=== Begin Enclosure ===

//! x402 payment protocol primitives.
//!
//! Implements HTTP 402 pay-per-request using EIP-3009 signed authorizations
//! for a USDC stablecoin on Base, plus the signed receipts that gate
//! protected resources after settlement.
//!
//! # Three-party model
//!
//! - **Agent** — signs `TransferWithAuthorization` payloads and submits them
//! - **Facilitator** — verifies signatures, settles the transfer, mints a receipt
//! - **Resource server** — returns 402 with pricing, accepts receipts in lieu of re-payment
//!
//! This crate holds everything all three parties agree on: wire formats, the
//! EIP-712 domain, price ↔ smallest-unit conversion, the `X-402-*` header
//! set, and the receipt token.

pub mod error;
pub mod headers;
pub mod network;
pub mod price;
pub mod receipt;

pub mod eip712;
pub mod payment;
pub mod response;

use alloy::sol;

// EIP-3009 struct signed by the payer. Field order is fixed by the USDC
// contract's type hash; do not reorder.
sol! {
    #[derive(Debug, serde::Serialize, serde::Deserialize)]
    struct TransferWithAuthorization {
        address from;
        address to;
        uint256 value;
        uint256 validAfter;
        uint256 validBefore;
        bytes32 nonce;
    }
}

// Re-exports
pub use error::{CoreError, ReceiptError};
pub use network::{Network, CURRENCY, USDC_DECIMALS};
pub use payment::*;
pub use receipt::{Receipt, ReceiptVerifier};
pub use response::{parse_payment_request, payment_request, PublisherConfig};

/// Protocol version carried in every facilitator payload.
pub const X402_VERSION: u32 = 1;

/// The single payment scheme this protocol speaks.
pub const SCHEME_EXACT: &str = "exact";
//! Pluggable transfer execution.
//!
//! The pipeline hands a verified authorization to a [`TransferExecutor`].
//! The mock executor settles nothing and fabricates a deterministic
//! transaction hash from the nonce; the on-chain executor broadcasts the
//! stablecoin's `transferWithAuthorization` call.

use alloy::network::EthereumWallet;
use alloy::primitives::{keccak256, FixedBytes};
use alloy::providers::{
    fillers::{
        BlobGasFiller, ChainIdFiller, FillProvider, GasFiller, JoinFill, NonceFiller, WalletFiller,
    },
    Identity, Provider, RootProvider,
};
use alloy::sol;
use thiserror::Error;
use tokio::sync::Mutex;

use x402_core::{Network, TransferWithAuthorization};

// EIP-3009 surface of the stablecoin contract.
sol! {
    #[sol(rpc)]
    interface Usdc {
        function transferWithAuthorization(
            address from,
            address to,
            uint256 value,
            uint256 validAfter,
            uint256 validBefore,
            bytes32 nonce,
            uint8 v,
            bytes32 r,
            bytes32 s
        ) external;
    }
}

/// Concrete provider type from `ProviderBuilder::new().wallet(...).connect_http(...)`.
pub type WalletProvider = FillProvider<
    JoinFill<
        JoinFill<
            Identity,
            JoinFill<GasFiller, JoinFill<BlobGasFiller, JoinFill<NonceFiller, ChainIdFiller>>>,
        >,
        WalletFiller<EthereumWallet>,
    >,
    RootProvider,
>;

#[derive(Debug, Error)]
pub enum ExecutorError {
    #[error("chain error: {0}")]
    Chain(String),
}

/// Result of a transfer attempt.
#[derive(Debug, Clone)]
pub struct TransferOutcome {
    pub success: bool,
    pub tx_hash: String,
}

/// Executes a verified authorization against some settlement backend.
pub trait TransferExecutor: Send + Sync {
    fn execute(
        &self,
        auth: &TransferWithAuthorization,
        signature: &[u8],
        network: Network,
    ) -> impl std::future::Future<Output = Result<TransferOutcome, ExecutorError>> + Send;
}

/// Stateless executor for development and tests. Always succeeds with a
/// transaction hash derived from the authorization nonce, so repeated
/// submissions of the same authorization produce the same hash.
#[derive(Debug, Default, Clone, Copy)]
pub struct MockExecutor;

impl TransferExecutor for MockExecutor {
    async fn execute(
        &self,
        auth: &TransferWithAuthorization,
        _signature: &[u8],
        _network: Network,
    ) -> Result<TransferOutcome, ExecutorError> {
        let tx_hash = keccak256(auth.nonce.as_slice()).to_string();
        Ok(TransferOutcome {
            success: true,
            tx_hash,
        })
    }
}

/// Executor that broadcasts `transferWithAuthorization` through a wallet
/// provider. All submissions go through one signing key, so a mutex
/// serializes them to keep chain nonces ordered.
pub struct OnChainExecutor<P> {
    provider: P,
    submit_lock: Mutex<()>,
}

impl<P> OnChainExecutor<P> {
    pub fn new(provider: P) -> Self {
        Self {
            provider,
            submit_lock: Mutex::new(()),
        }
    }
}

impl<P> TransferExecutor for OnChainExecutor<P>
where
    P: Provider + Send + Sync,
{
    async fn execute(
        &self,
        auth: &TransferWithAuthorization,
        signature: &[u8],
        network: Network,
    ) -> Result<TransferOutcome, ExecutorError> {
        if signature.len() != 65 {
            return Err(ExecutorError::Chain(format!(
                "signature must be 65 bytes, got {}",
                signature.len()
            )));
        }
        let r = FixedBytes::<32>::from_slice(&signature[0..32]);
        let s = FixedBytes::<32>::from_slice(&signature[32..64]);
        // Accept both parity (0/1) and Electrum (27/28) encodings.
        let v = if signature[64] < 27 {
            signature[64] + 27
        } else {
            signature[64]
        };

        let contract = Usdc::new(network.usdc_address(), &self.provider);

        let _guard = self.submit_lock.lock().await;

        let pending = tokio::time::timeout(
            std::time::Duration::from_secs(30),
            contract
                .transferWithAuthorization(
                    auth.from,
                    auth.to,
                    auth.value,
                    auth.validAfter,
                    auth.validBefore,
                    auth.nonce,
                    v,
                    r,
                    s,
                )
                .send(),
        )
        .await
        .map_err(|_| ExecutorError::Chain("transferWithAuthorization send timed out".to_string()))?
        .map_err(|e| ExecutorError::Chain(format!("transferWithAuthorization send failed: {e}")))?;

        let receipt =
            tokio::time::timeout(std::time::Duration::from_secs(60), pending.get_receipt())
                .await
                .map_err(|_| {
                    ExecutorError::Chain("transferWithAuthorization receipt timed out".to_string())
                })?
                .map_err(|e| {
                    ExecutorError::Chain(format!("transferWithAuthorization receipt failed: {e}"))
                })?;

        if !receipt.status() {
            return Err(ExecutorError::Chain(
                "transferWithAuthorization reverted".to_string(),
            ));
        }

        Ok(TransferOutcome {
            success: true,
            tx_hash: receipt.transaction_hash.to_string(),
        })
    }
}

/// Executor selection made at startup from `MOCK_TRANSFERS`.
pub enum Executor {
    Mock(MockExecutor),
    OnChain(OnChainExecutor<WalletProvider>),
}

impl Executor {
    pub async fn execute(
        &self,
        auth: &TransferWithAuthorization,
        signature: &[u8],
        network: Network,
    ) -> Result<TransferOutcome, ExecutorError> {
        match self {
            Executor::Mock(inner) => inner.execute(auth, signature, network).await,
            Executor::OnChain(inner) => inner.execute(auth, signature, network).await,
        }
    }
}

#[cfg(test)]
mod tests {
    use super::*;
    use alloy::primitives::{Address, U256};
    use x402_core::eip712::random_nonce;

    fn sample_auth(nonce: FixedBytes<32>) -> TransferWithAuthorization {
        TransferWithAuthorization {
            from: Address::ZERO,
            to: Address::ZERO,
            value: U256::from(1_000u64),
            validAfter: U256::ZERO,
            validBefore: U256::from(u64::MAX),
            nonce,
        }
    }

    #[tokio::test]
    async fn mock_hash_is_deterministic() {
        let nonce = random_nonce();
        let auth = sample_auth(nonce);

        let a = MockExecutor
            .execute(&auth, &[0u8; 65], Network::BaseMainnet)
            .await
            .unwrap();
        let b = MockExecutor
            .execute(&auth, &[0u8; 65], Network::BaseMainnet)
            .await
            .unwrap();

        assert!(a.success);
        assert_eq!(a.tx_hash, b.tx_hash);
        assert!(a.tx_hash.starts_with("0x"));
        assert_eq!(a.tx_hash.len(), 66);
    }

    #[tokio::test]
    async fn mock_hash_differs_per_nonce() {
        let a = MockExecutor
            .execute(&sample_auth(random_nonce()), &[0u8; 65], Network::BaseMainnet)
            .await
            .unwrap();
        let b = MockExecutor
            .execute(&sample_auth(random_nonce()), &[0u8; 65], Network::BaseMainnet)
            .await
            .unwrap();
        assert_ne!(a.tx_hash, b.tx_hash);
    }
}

=== End Enclosure ===

▸ REQUIREMENT:
Copy exactly the lines that begin with the one containing "assert_eq!(a.tx_hash, b.tx_hash);" and continue to the end of the records, both included, and nothing more.

▸ EXERCISE RESPONSE:
        assert_eq!(a.tx_hash, b.tx_hash);
        assert!(a.tx_hash.starts_with("0x"));
        assert_eq!(a.tx_hash.len(), 66);
    }

    #[tokio::test]
    async fn mock_hash_differs_per_nonce() {
        let a = MockExecutor
            .execute(&sample_auth(random_nonce()), &[0u8; 65], Network::BaseMainnet)
            .await
            .unwrap();
        let b = MockExecutor
            .execute(&sample_auth(random_nonce()), &[0u8; 65], Network::BaseMainnet)
            .await
            .unwrap();
        assert_ne!(a.tx_hash, b.tx_hash);
    }
}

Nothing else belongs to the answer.